SCA is applied to any customer-initiated online transaction where the banks of both the customer and retailer are located inside the European Economic Area. Customer-initiated transactions are considered to be ones where the cardholder has triggered the payment, such as purchases on Amazon or transfers via online banking. Direct debits, by contrast, would be considered a merchant-initiated transaction, so would be exempted from the new regulation.

Under SCA, online retailers need to build additional authentication into their payment flows. Some card-based payment methods such as Apple Pay or Google Pay already have a built-in layer of biometric or password authentication, so any business with customers paying through those channels can be confident they meet the new requirements.

For traditional card payments, transactions will require two-factor authentication using at least two of the following three elements:

  • Something the customer knows (a password or PIN)
  • Something they have (a phone or physical token)
  • Something they are (fingerprint, facial recognition)

After 14 September, any SCA-eligible transaction that does not meet these criteria will be rejected by the customer’s bank.

Is anyone ready?

Only 44pc of impacted businesses expect to be ready by 14 September. Payment providers such as Stripe and PayPal are making a number of resources available to aid the technical migration work required but, for any online business, payment handling is a core system function requiring extensive planning and testing.

The danger is that many businesses may be unaware of the scope of the changes they need to make until it’s too late to avoid a round of lost revenue. To butcher the old Chinese proverb, the best time to start working on SCA integration was several months ago – the second best time is now!

But, despite the hype and hoopla to the contrary, SCA may not be happening after all in September.

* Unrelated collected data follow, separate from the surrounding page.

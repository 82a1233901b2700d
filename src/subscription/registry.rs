//! Topic-keyed listener registry.
//!
//! One entry per topic with an upstream subscription, requested or active.
//! The number of listeners on an entry is its reference count: the upstream
//! subscription is requested when the first listener arrives and released
//! when the last one leaves.
//!
//! A new entry is created *pending*, with its first listener already
//! attached, before the subscribe request goes out. Updates the controller
//! pushes right behind its acknowledgement therefore find a listener. The
//! acknowledgement outcome is published through a `watch` channel so that
//! listeners joining a pending topic wait for it without holding any lock.

use std::sync::Arc;
use std::sync::atomic::{AtomicU64, Ordering};

use dashmap::DashMap;
use dashmap::mapref::entry::Entry;
use tokio::sync::watch;

use crate::error::{ClientError, Result};
use crate::protocol::ObjectRecord;

/// Callback invoked with each update for a subscribed topic.
pub(crate) type Listener = Arc<dyn Fn(&ObjectRecord) + Send + Sync>;

/// Token for one registered listener, consumed by `Client::unsubscribe`.
#[derive(Debug, PartialEq, Eq)]
pub struct SubscriptionHandle {
    topic: String,
    listener_id: u64,
}

impl SubscriptionHandle {
    pub fn topic(&self) -> &str {
        &self.topic
    }
}

/// Upstream state of a topic entry.
#[derive(Debug, Clone)]
pub(crate) enum AckState {
    Pending,
    Active,
    Rejected(ClientError),
}

impl AckState {
    fn is_settled(&self) -> bool {
        !matches!(self, AckState::Pending)
    }
}

struct TopicEntry {
    /// Distinguishes this entry from a later one for the same topic.
    subscription_id: u64,
    keys: Vec<String>,
    listeners: Vec<(u64, Listener)>,
    ack: watch::Receiver<AckState>,
}

/// Outcome of removing a listener.
#[derive(Debug, Clone, Copy, PartialEq, Eq)]
pub(crate) enum Removal {
    /// The handle did not match a registered listener.
    NotFound,
    /// Other listeners remain on the topic.
    Remaining(usize),
    /// The topic has no listeners left and its entry is gone.
    LastListener,
}

/// Result of attaching a listener.
pub(crate) enum Attach {
    /// The topic had no entry. The caller must subscribe upstream and then
    /// settle the pending entry.
    New(PendingTopic),
    /// The topic already had an entry; wait for its acknowledgement.
    Joined(JoinedListener),
}

#[derive(Default)]
pub(crate) struct SubscriptionRegistry {
    topics: DashMap<String, TopicEntry>,
    next_id: AtomicU64,
}

impl SubscriptionRegistry {
    pub(crate) fn new() -> Self {
        Self::default()
    }

    fn next_id(&self) -> u64 {
        self.next_id.fetch_add(1, Ordering::Relaxed)
    }

    /// Attach `listener` to `topic`, creating a pending entry if none exists.
    ///
    /// `keys` only matter when a new entry is created.
    pub(crate) fn attach(
        self: &Arc<Self>,
        topic: &str,
        keys: Vec<String>,
        listener: Listener,
    ) -> Attach {
        let handle = SubscriptionHandle {
            topic: topic.to_string(),
            listener_id: self.next_id(),
        };

        match self.topics.entry(topic.to_string()) {
            Entry::Occupied(mut occupied) => {
                let entry = occupied.get_mut();
                entry.listeners.push((handle.listener_id, listener));
                Attach::Joined(JoinedListener {
                    registry: Arc::clone(self),
                    ack: entry.ack.clone(),
                    handle: Some(handle),
                })
            }
            Entry::Vacant(vacant) => {
                let (ack_tx, ack_rx) = watch::channel(AckState::Pending);
                let subscription_id = self.next_id();
                vacant.insert(TopicEntry {
                    subscription_id,
                    keys,
                    listeners: vec![(handle.listener_id, listener)],
                    ack: ack_rx,
                });
                Attach::New(PendingTopic {
                    registry: Arc::clone(self),
                    subscription_id,
                    ack: ack_tx,
                    handle: Some(handle),
                })
            }
        }
    }

    pub(crate) fn remove(&self, handle: &SubscriptionHandle) -> Removal {
        let remaining = {
            let Some(mut entry) = self.topics.get_mut(&handle.topic) else {
                return Removal::NotFound;
            };
            let before = entry.listeners.len();
            entry.listeners.retain(|(id, _)| *id != handle.listener_id);
            if entry.listeners.len() == before {
                return Removal::NotFound;
            }
            entry.listeners.len()
        };

        if remaining > 0 {
            return Removal::Remaining(remaining);
        }
        self.topics
            .remove_if(&handle.topic, |_, entry| entry.listeners.is_empty());
        Removal::LastListener
    }

    /// Snapshot of a topic's listeners in registration order.
    ///
    /// Pending topics are included so nothing pushed right after the
    /// acknowledgement is lost.
    pub(crate) fn listeners(&self, topic: &str) -> Vec<Listener> {
        self.topics
            .get(topic)
            .map(|entry| entry.listeners.iter().map(|(_, l)| Arc::clone(l)).collect())
            .unwrap_or_default()
    }

    pub(crate) fn listener_count(&self, topic: &str) -> usize {
        self.topics
            .get(topic)
            .map(|entry| entry.listeners.len())
            .unwrap_or(0)
    }

    /// Every acknowledged topic with the keys it was subscribed with.
    pub(crate) fn active_topics(&self) -> Vec<(String, Vec<String>)> {
        self.topics
            .iter()
            .filter(|entry| matches!(*entry.ack.borrow(), AckState::Active))
            .map(|entry| (entry.key().clone(), entry.value().keys.clone()))
            .collect()
    }

    pub(crate) fn clear(&self) {
        self.topics.clear();
    }
}

/// First listener of a topic whose upstream subscription is not yet settled.
///
/// Dropping it unsettled rejects the entry as cancelled.
pub(crate) struct PendingTopic {
    registry: Arc<SubscriptionRegistry>,
    subscription_id: u64,
    ack: watch::Sender<AckState>,
    handle: Option<SubscriptionHandle>,
}

impl PendingTopic {
    /// Mark the topic acknowledged and hand out the first listener's handle.
    pub(crate) fn activate(mut self) -> Result<SubscriptionHandle> {
        self.ack.send_replace(AckState::Active);
        self.handle
            .take()
            .ok_or_else(|| ClientError::cancelled("subscription already settled"))
    }

    /// Remove the entry with every listener on it and fail joined waiters.
    pub(crate) fn reject(mut self, error: ClientError) {
        self.settle_rejected(error);
    }

    fn settle_rejected(&mut self, error: ClientError) {
        let Some(handle) = self.handle.take() else {
            return;
        };
        let id = self.subscription_id;
        self.registry
            .topics
            .remove_if(&handle.topic, |_, entry| entry.subscription_id == id);
        self.ack.send_replace(AckState::Rejected(error));
    }
}

impl Drop for PendingTopic {
    fn drop(&mut self) {
        if self.handle.is_some() {
            log::debug!(
                target: "subline::client",
                "Subscribe abandoned before its acknowledgement"
            );
            self.settle_rejected(ClientError::cancelled("subscribe abandoned"));
        }
    }
}

/// A listener attached to an existing entry, waiting for that entry's
/// acknowledgement.
///
/// Dropping it before [`JoinedListener::wait`] completes detaches the listener.
pub(crate) struct JoinedListener {
    registry: Arc<SubscriptionRegistry>,
    ack: watch::Receiver<AckState>,
    handle: Option<SubscriptionHandle>,
}

impl JoinedListener {
    pub(crate) async fn wait(mut self) -> Result<SubscriptionHandle> {
        let state = match self.ack.wait_for(AckState::is_settled).await {
            Ok(state) => state.clone(),
            Err(_) => AckState::Rejected(ClientError::cancelled("subscription abandoned")),
        };

        match state {
            AckState::Active => self
                .handle
                .take()
                .ok_or_else(|| ClientError::cancelled("subscription already settled")),
            // The whole entry is gone already; nothing left to detach
            AckState::Rejected(error) => {
                self.handle = None;
                Err(error)
            }
            AckState::Pending => Err(ClientError::cancelled("subscription abandoned")),
        }
    }
}

impl Drop for JoinedListener {
    fn drop(&mut self) {
        if let Some(handle) = self.handle.take()
            && self.registry.remove(&handle) == Removal::LastListener
        {
            log::debug!(
                target: "subline::client",
                "Last listener for {} abandoned while joining; upstream subscription kept",
                handle.topic()
            );
        }
    }
}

A core element of SCA is the two-factor authentication mentioned above. Many banks were implementing this using customers’ possession of the credit card and a code sent via SMS. However, the European Banking Authority (EBA) recently said the Eurocrat equivalent of ‘no dice’ to that, which put the cat amongst the birded rodents somewhat.

The few banks and issuers that had prepared themselves for SCA were hit hard by this decision and lobbying pressure increased. As it stands, the EBA has punted the enforcement decision back to the national authorities.

What happens on 14 September?

The PSD2 legislation still comes into effect on 14 September, but each national body now has the choice to work with industry in their own country, assess best efforts and determine if they’re sufficient to warrant an extension. However, ‘best efforts’ is not defined in any more specific detail.

There’s now a window of 12 to 18 months in which legislation will be on the books, but enforcement will vary from country to country, depending on the decision of each national authority. So instead of simply heading into sweeping, pan-European legislation that will disrupt online payments, businesses are facing sweeping pan-European legislation that will disrupt online payments, implemented in an as-yet-unclear manner, likely on different dates per country, and based on different assessment of ‘best efforts’ by each authority.

Stripe’s official guidance is that 14 September is still the target date to aim for, as countries may decide to implement SCA shortly after that anyway and expect compliance by that deadline.

This would be the cautious approach, but many businesses are wary of making any changes to their payments infrastructure until it’s absolutely necessary, meaning the period of confusion will likely extend well beyond 14 September.

By Paul Conroy

Paul Conroy is the CTO at Square 1, an award-winning digital agency specialising in payments and online publishing. Square 1 has offices in Ireland, the UK and Spain.